* About this task *
Within the records below, how many lines hold the word "VoteSignature"? Only the number should be returned.

╭─ Data records

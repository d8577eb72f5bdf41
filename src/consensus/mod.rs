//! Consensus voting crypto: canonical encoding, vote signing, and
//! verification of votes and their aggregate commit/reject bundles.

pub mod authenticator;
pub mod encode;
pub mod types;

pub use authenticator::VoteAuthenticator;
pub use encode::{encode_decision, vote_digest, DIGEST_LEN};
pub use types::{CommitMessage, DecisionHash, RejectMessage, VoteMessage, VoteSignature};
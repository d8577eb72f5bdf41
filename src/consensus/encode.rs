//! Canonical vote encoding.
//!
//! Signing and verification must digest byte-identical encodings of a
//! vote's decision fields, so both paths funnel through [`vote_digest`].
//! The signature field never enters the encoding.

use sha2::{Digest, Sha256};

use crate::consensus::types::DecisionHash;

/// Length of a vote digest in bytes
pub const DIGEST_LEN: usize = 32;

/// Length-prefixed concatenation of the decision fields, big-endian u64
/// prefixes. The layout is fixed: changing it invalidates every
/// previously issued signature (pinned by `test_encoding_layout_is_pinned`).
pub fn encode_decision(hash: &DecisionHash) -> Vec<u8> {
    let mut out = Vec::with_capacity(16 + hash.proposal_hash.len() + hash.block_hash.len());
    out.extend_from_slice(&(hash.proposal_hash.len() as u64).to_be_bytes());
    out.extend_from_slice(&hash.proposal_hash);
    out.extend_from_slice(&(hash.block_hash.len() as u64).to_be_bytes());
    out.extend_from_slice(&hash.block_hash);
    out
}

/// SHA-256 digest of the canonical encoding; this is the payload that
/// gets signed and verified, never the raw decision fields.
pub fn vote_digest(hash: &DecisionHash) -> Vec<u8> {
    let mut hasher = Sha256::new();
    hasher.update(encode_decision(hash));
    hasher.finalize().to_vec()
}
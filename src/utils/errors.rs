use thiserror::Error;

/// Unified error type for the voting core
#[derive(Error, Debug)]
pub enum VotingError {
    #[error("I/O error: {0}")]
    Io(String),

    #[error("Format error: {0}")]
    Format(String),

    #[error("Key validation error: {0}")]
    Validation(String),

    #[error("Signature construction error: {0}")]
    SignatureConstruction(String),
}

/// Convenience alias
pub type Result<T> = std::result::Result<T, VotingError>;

╰─
╭─ Data records

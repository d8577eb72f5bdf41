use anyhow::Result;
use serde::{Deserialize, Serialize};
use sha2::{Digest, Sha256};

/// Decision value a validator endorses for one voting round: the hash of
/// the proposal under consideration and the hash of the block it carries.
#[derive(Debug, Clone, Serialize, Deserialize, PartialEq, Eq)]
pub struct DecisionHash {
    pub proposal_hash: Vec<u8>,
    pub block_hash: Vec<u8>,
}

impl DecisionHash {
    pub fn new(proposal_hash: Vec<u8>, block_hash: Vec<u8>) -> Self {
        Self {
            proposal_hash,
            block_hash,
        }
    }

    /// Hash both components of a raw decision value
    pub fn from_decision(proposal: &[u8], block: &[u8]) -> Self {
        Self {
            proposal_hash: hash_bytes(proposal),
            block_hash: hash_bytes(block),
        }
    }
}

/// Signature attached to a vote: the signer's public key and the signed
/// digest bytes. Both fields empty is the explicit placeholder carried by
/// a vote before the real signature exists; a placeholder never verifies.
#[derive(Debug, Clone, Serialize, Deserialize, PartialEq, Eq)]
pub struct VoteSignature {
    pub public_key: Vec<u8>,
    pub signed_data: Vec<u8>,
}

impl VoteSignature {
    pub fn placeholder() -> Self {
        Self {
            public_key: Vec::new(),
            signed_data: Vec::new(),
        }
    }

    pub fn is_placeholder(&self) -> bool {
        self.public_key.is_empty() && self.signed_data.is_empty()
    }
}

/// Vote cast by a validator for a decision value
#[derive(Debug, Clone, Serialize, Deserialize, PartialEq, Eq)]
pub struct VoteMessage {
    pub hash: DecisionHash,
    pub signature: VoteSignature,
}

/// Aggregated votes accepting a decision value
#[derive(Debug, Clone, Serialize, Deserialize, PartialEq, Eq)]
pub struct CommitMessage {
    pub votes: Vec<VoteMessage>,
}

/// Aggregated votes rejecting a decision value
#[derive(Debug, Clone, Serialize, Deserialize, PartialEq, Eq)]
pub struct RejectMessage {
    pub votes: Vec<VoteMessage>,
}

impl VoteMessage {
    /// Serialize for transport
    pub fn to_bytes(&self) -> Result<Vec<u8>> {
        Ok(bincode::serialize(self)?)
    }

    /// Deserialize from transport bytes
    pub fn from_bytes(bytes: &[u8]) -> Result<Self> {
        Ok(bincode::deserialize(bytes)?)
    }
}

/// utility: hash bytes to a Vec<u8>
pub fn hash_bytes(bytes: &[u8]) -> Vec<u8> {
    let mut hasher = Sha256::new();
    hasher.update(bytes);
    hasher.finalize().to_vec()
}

╰─

* Completed task *
4